### GIVEN RECORDS ###
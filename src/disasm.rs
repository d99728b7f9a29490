// disasm.rs - V4 bytecode disassembler
//
// A pure function over the output encoding: one line per instruction,
// driven by the opcode-immediate table. Never panics on malformed
// input; truncated immediates consume the rest of the buffer.

use crate::opcodes::{ImmKind, Op};

fn read_i16(code: &[u8], off: usize) -> Option<i16> {
    if off + 2 > code.len() {
        return None;
    }
    Some(i16::from_le_bytes([code[off], code[off + 1]]))
}

fn read_i32(code: &[u8], off: usize) -> Option<i32> {
    if off + 4 > code.len() {
        return None;
    }
    Some(i32::from_le_bytes([
        code[off],
        code[off + 1],
        code[off + 2],
        code[off + 3],
    ]))
}

/// Disassemble the instruction at `pc`. Returns the rendered line and
/// the number of bytes consumed, or `None` when `pc` is past the end.
pub fn disasm_one(code: &[u8], pc: usize) -> Option<(String, usize)> {
    if pc >= code.len() {
        return None;
    }

    let byte = code[pc];
    let (mnemonic, imm) = match Op::from_u8(byte) {
        Some(op) => (op.mnemonic(), op.imm_kind()),
        None => ("???", ImmKind::None),
    };

    let mut line = format!("{:04x}: {:<8}", pc, mnemonic);
    let mut consumed = 1;

    match imm {
        ImmKind::None => {}
        ImmKind::I8 => {
            if pc + 1 < code.len() {
                line.push_str(&format!(" {}", code[pc + 1] as i8));
                consumed += 1;
            } else {
                line.push_str(" <trunc-i8>");
                consumed = code.len() - pc;
            }
        }
        ImmKind::I16 => match read_i16(code, pc + 1) {
            Some(v) => {
                line.push_str(&format!(" {}", v));
                consumed += 2;
            }
            None => {
                line.push_str(" <trunc-i16>");
                consumed = code.len() - pc;
            }
        },
        ImmKind::I32 => match read_i32(code, pc + 1) {
            Some(v) => {
                line.push_str(&format!(" {}", v));
                consumed += 4;
            }
            None => {
                line.push_str(" <trunc-i32>");
                consumed = code.len() - pc;
            }
        },
        ImmKind::Rel16 => match read_i16(code, pc + 1) {
            Some(offset) => {
                let target = (pc as i64 + 3 + offset as i64) as usize;
                let sign = if offset >= 0 { "+" } else { "" };
                line.push_str(&format!(" {}{} ; -> {:04x}", sign, offset, target));
                consumed += 2;
            }
            None => {
                line.push_str(" <trunc-rel16>");
                consumed = code.len() - pc;
            }
        },
        ImmKind::Idx16 => match read_i16(code, pc + 1) {
            Some(idx) => {
                line.push_str(&format!(" @{}", idx as u16));
                consumed += 2;
            }
            None => {
                line.push_str(" <trunc-idx16>");
                consumed = code.len() - pc;
            }
        },
    }

    Some((line, consumed))
}

/// Disassemble a whole buffer into lines.
pub fn disasm_all(code: &[u8]) -> Vec<String> {
    let mut lines = Vec::new();
    let mut pc = 0;
    while let Some((line, consumed)) = disasm_one(code, pc) {
        lines.push(line);
        if consumed == 0 {
            break;
        }
        pc += consumed;
    }
    lines
}
// lexer.rs - Forth source tokenizer
//
// Forward-only producer of whitespace-separated tokens. Comments are
// consumed here so every downstream consumer of tokens (including the
// name-reading paths of `:`, CONSTANT and VARIABLE) skips them for free.

use crate::errors::ErrorKind;

/// Maximum token length in bytes. Longer runs are truncated silently;
/// the cursor still advances past the full run.
pub const MAX_TOKEN_LEN: usize = 256;

/// A token slice plus its byte offset in the source (for diagnostics).
#[derive(Debug, Clone, Copy, PartialEq, Eq)]
pub struct Token<'a> {
    pub text: &'a str,
    pub offset: usize,
}

pub struct Tokenizer<'a> {
    src: &'a [u8],
    pos: usize,
}

impl<'a> Tokenizer<'a> {
    pub fn new(source: &'a str) -> Self {
        Tokenizer {
            src: source.as_bytes(),
            pos: 0,
        }
    }

    /// Current byte offset (start of the next unread token, comment or
    /// whitespace run).
    pub fn offset(&self) -> usize {
        self.pos
    }

    /// Produce the next token, skipping whitespace and comments.
    /// Returns `Ok(None)` at end of input. The only lexical error is an
    /// unterminated `(` comment, reported with the offset of the `(`.
    pub fn next_token(&mut self) -> Result<Option<Token<'a>>, (ErrorKind, usize)> {
        loop {
            self.skip_whitespace();

            if self.pos >= self.src.len() {
                return Ok(None);
            }

            match self.src[self.pos] {
                b'\\' => {
                    self.skip_line_comment();
                    continue;
                }
                // `(` opens a comment only when followed by whitespace or
                // end of input; `(TOKEN)` is an ordinary token.
                b'(' if self.pos + 1 >= self.src.len()
                    || self.src[self.pos + 1].is_ascii_whitespace() =>
                {
                    self.skip_paren_comment()?;
                    continue;
                }
                _ => break,
            }
        }

        let start = self.pos;
        while self.pos < self.src.len() && !self.src[self.pos].is_ascii_whitespace() {
            self.pos += 1;
        }

        let mut len = self.pos - start;
        if len > MAX_TOKEN_LEN {
            len = MAX_TOKEN_LEN;
        }

        // Source is treated as ASCII; non-UTF8 runs become unknown tokens
        // downstream rather than a tokenizer failure.
        let text = std::str::from_utf8(&self.src[start..start + len]).unwrap_or("");
        Ok(Some(Token {
            text,
            offset: start,
        }))
    }

    fn skip_whitespace(&mut self) {
        while self.pos < self.src.len() && self.src[self.pos].is_ascii_whitespace() {
            self.pos += 1;
        }
    }

    fn skip_line_comment(&mut self) {
        while self.pos < self.src.len() && self.src[self.pos] != b'\n' {
            self.pos += 1;
        }
    }

    /// Discard bytes through the next `)`. Nesting is not supported; the
    /// first `)` closes the comment.
    fn skip_paren_comment(&mut self) -> Result<(), (ErrorKind, usize)> {
        let open = self.pos;
        self.pos += 1;
        while self.pos < self.src.len() {
            if self.src[self.pos] == b')' {
                self.pos += 1;
                return Ok(());
            }
            self.pos += 1;
        }
        Err((ErrorKind::UnterminatedComment, open))
    }
}

// ============================================================================
// INTEGER LITERALS
// ============================================================================

/// Outcome of trying to read a token as an integer literal.
#[derive(Debug, Clone, Copy, PartialEq, Eq)]
pub enum IntParse {
    /// Token does not look like a number (or has trailing garbage); the
    /// dispatcher falls through to the next classification.
    NotANumber,
    /// Token is numeric but the value leaves the signed 32-bit range.
    Overflow,
    Value(i32),
}

/// Parse an integer literal: decimal, `0x`/`0X` hex, or leading-`0`
/// octal, with an optional sign. Mirrors `strtol(str, end, 0)` followed
/// by a full-consumption and range check.
pub fn parse_int(token: &str) -> IntParse {
    let bytes = token.as_bytes();
    let mut i = 0;

    let negative = match bytes.first() {
        Some(b'-') => {
            i += 1;
            true
        }
        Some(b'+') => {
            i += 1;
            false
        }
        _ => false,
    };

    if i >= bytes.len() {
        return IntParse::NotANumber;
    }

    let (radix, digits): (u32, &[u8]) = if bytes[i] == b'0' && i + 1 < bytes.len() {
        match bytes[i + 1] {
            b'x' | b'X' => (16, &bytes[i + 2..]),
            _ => (8, &bytes[i + 1..]),
        }
    } else {
        (10, &bytes[i..])
    };

    if digits.is_empty() {
        // "0x" with nothing after it.
        return IntParse::NotANumber;
    }

    // Reject trailing garbage before worrying about range.
    if !digits.iter().all(|&b| (b as char).is_digit(radix)) {
        return IntParse::NotANumber;
    }

    let mut value: i64 = 0;
    for &b in digits {
        let d = (b as char).to_digit(radix).unwrap() as i64;
        value = value * radix as i64 + d;
        if value > (i32::MAX as i64) + 1 {
            return IntParse::Overflow;
        }
    }

    let signed = if negative { -value } else { value };
    if signed < i32::MIN as i64 || signed > i32::MAX as i64 {
        return IntParse::Overflow;
    }
    IntParse::Value(signed as i32)
}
###
[WHAT YOU SHOULD DO]: The reply should hold only the lines of the listing above starting at the line containing "pub struct Tokenizer<'a>" and ending at the line containing "self.src[self.pos + 1].is_ascii_whitespace() =>", exactly as written.

[SOLUTION TO THE EXERCISE]:
pub struct Tokenizer<'a> {
    src: &'a [u8],
    pos: usize,
}

impl<'a> Tokenizer<'a> {
    pub fn new(source: &'a str) -> Self {
        Tokenizer {
            src: source.as_bytes(),
            pos: 0,
        }
    }

    /// Current byte offset (start of the next unread token, comment or
    /// whitespace run).
    pub fn offset(&self) -> usize {
        self.pos
    }

    /// Produce the next token, skipping whitespace and comments.
    /// Returns `Ok(None)` at end of input. The only lexical error is an
    /// unterminated `(` comment, reported with the offset of the `(`.
    pub fn next_token(&mut self) -> Result<Option<Token<'a>>, (ErrorKind, usize)> {
        loop {
            self.skip_whitespace();

            if self.pos >= self.src.len() {
                return Ok(None);
            }

            match self.src[self.pos] {
                b'\\' => {
                    self.skip_line_comment();
                    continue;
                }
                // `(` opens a comment only when followed by whitespace or
                // end of input; `(TOKEN)` is an ordinary token.
                b'(' if self.pos + 1 >= self.src.len()
                    || self.src[self.pos + 1].is_ascii_whitespace() =>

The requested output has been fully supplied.